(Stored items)

***

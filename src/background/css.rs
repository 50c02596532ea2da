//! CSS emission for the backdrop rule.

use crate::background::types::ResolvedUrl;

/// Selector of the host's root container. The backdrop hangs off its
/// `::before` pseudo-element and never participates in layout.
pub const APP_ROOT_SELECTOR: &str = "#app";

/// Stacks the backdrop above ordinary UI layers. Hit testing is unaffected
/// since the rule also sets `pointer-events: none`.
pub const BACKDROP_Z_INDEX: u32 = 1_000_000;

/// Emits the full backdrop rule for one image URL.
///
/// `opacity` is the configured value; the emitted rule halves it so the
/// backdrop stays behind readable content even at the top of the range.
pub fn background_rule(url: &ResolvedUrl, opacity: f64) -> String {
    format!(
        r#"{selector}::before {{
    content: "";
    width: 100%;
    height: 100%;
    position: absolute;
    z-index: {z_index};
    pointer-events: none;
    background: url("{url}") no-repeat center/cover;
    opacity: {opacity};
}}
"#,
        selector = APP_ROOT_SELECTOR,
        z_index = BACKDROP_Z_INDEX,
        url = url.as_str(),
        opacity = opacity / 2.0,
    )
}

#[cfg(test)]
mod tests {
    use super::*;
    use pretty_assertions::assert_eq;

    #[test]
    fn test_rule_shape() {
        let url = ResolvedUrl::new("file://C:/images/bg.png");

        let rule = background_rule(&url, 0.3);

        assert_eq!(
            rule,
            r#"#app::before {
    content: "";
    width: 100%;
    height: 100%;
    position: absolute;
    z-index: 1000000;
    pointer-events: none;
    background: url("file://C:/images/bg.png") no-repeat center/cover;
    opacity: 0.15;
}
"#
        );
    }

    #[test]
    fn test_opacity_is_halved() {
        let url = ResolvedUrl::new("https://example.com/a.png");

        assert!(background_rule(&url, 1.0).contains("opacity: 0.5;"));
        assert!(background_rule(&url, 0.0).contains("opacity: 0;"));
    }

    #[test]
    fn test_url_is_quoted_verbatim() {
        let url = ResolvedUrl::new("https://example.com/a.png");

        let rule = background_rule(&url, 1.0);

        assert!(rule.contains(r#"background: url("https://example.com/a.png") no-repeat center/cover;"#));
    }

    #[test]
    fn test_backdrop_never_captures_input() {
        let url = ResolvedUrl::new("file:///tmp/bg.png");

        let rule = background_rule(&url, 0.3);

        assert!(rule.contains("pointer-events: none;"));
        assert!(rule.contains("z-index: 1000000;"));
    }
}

***

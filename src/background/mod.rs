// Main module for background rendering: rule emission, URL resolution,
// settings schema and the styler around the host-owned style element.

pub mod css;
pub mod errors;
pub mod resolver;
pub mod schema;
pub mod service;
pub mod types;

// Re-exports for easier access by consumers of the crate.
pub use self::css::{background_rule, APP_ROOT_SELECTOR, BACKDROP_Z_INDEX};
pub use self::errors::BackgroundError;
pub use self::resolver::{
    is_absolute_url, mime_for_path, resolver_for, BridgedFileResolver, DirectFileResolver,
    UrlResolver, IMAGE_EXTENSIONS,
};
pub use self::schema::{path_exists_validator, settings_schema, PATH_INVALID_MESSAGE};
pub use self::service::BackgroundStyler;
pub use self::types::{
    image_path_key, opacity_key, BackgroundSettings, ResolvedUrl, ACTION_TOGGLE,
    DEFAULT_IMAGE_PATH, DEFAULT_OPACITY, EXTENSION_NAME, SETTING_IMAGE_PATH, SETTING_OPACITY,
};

***

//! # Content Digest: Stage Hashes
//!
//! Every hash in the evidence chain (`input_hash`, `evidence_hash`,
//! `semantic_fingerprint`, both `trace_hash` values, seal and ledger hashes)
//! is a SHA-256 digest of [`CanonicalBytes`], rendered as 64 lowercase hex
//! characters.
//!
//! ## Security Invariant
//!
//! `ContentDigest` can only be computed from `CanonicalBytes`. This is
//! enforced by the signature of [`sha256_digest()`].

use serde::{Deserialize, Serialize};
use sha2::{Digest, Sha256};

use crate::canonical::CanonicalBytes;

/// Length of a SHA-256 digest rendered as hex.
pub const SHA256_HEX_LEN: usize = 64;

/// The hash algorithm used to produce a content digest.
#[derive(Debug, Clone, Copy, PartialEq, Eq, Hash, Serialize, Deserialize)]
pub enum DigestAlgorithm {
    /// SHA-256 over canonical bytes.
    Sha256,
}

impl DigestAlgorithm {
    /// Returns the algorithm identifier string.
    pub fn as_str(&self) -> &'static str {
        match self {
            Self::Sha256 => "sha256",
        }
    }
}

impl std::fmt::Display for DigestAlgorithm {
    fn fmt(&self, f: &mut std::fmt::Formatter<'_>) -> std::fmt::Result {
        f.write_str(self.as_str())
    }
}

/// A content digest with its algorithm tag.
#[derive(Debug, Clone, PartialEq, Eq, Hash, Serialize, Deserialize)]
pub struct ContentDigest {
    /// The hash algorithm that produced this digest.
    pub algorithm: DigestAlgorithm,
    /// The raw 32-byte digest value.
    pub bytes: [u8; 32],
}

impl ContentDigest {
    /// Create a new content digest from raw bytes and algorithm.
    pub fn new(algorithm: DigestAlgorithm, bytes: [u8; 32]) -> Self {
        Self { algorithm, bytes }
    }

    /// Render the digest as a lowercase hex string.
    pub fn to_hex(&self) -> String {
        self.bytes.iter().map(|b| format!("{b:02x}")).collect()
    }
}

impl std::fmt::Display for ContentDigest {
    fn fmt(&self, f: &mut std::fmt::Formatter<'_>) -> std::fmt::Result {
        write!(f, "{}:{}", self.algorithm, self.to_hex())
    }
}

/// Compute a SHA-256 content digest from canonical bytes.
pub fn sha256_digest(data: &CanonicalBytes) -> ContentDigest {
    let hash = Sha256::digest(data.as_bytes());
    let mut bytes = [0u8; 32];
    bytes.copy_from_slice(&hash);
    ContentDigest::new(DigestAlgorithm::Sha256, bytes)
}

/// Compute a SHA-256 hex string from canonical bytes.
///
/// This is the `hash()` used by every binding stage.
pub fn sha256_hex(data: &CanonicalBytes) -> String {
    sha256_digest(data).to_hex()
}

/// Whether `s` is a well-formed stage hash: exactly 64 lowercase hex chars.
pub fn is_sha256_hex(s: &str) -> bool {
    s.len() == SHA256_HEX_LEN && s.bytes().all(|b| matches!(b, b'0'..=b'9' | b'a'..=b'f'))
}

***

#### TASK:
Across the entries above, find the lines with the string "none" and copy them.

#### PROBLEM SOLUTION:
/// since the rule also sets `pointer-events: none`.
    pointer-events: none;
    pointer-events: none;
        assert!(rule.contains("pointer-events: none;"));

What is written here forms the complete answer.